INPUT MATERIAL
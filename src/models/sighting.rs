//! Sighting wire types and the derived shapes handed to renderers

use serde::{Deserialize, Serialize};

/// One sighting row as returned by the sightings lookup endpoints.
///
/// Different endpoints populate different subsets of these fields, so
/// everything beyond the observation count is optional.
#[derive(Debug, Clone, Deserialize, Serialize)]
pub struct Sighting {
    #[serde(default)]
    pub sampling_event_id: Option<String>,
    #[serde(default)]
    pub common_name: Option<String>,
    #[serde(default)]
    pub observation_count: u32,
    #[serde(default)]
    pub observation_date: Option<String>,
    #[serde(default)]
    pub lat: Option<f64>,
    #[serde(default)]
    pub lng: Option<f64>,
}

/// Per-species observation total for one checklist
#[derive(Debug, Clone, Deserialize, Serialize)]
pub struct BirdCount {
    #[serde(alias = "common_name")]
    pub name: String,
    #[serde(alias = "observation_count")]
    pub count: u32,
}

/// (lat, lng, weight) triple consumed by the heatmap adapter
#[derive(Debug, Clone, Copy, PartialEq)]
pub struct HeatPoint {
    pub lat: f64,
    pub lng: f64,
    pub weight: f64,
}

/// (date, count) pair consumed by the chart adapter
#[derive(Debug, Clone, PartialEq, Eq)]
pub struct SeriesPoint {
    pub date: String,
    pub count: u32,
}

/// Derive heatmap points from sightings, skipping rows without a position
pub fn heat_points_of(sightings: &[Sighting]) -> Vec<HeatPoint> {
    sightings
        .iter()
        .filter_map(|s| match (s.lat, s.lng) {
            (Some(lat), Some(lng)) => Some(HeatPoint {
                lat,
                lng,
                weight: s.observation_count as f64,
            }),
            _ => None,
        })
        .collect()
}

/// Derive a (date, count) chart series from sightings, ordered by date.
///
/// Rows without an observation date are dropped. Dates are compared as
/// `chrono::NaiveDate` when they parse as `YYYY-MM-DD`, falling back to
/// lexical order otherwise (which is equivalent for well-formed dates).
pub fn series_of(sightings: &[Sighting]) -> Vec<SeriesPoint> {
    let mut points: Vec<SeriesPoint> = sightings
        .iter()
        .filter_map(|s| {
            s.observation_date.as_ref().map(|date| SeriesPoint {
                date: date.clone(),
                count: s.observation_count,
            })
        })
        .collect();

    points.sort_by(|a, b| match (parse_date(&a.date), parse_date(&b.date)) {
        (Some(da), Some(db)) => da.cmp(&db),
        _ => a.date.cmp(&b.date),
    });

    points
}

pub(crate) fn parse_date(s: &str) -> Option<chrono::NaiveDate> {
    chrono::NaiveDate::parse_from_str(s, "%Y-%m-%d").ok()
}

#[cfg(test)]
mod tests {
    use super::*;

    fn sighting(date: Option<&str>, count: u32, pos: Option<(f64, f64)>) -> Sighting {
        Sighting {
            sampling_event_id: None,
            common_name: None,
            observation_count: count,
            observation_date: date.map(String::from),
            lat: pos.map(|p| p.0),
            lng: pos.map(|p| p.1),
        }
    }

    #[test]
    fn heat_points_skip_rows_without_position() {
        let sightings = vec![
            sighting(None, 3, Some((37.0, -122.0))),
            sighting(None, 1, None),
        ];
        let points = heat_points_of(&sightings);
        assert_eq!(points.len(), 1);
        assert_eq!(points[0].weight, 3.0);
    }

    #[test]
    fn series_is_ordered_by_date() {
        let sightings = vec![
            sighting(Some("2024-03-01"), 2, None),
            sighting(Some("2024-01-15"), 5, None),
            sighting(None, 9, None),
        ];
        let series = series_of(&sightings);
        assert_eq!(series.len(), 2);
        assert_eq!(series[0].date, "2024-01-15");
        assert_eq!(series[1].date, "2024-03-01");
    }
}
//! Data models for the BirdApp client
//!
//! Wire shapes mirror the server's JSON contract; derived shapes
//! (heatmap points, chart series) are what the rendering adapters consume.

pub mod checklist;
pub mod sighting;
pub mod species;
pub mod tally;

pub use checklist::{
    Checklist, ChecklistFields, LoadChecklistResponse, StoredSighting, SubmitChecklistRequest,
    UpdateChecklistData, UpdateChecklistRequest,
};
pub use sighting::{heat_points_of, series_of, BirdCount, HeatPoint, SeriesPoint, Sighting};
pub use species::{Species, SpeciesListResponse};
pub use tally::{NewSighting, SightingUpdate, TallyEntry};
//! Rendering adapter seams
//!
//! View-models expose derived state; the embedding layer implements these
//! traits to push that state into whatever map or chart widget it uses.
//! No view-model reaches into a rendering object directly.

use crate::models::{HeatPoint, SeriesPoint};

/// Consumer of (lat, lng, weight) triples for a heatmap or pin layer
pub trait HeatmapSink {
    fn render(&mut self, points: &[HeatPoint]);
}

/// Consumer of a (date, count) time series for a chart
pub trait ChartSink {
    fn render(&mut self, series: &[SeriesPoint]);
}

TASK STATEMENT
In the material above, find each line that has the string "Debug" and return it.

EXERCISE ANSWER
#[derive(Debug, Clone, Deserialize, Serialize)]
#[derive(Debug, Clone, Deserialize, Serialize)]
#[derive(Debug, Clone, Copy, PartialEq)]
#[derive(Debug, Clone, PartialEq, Eq)]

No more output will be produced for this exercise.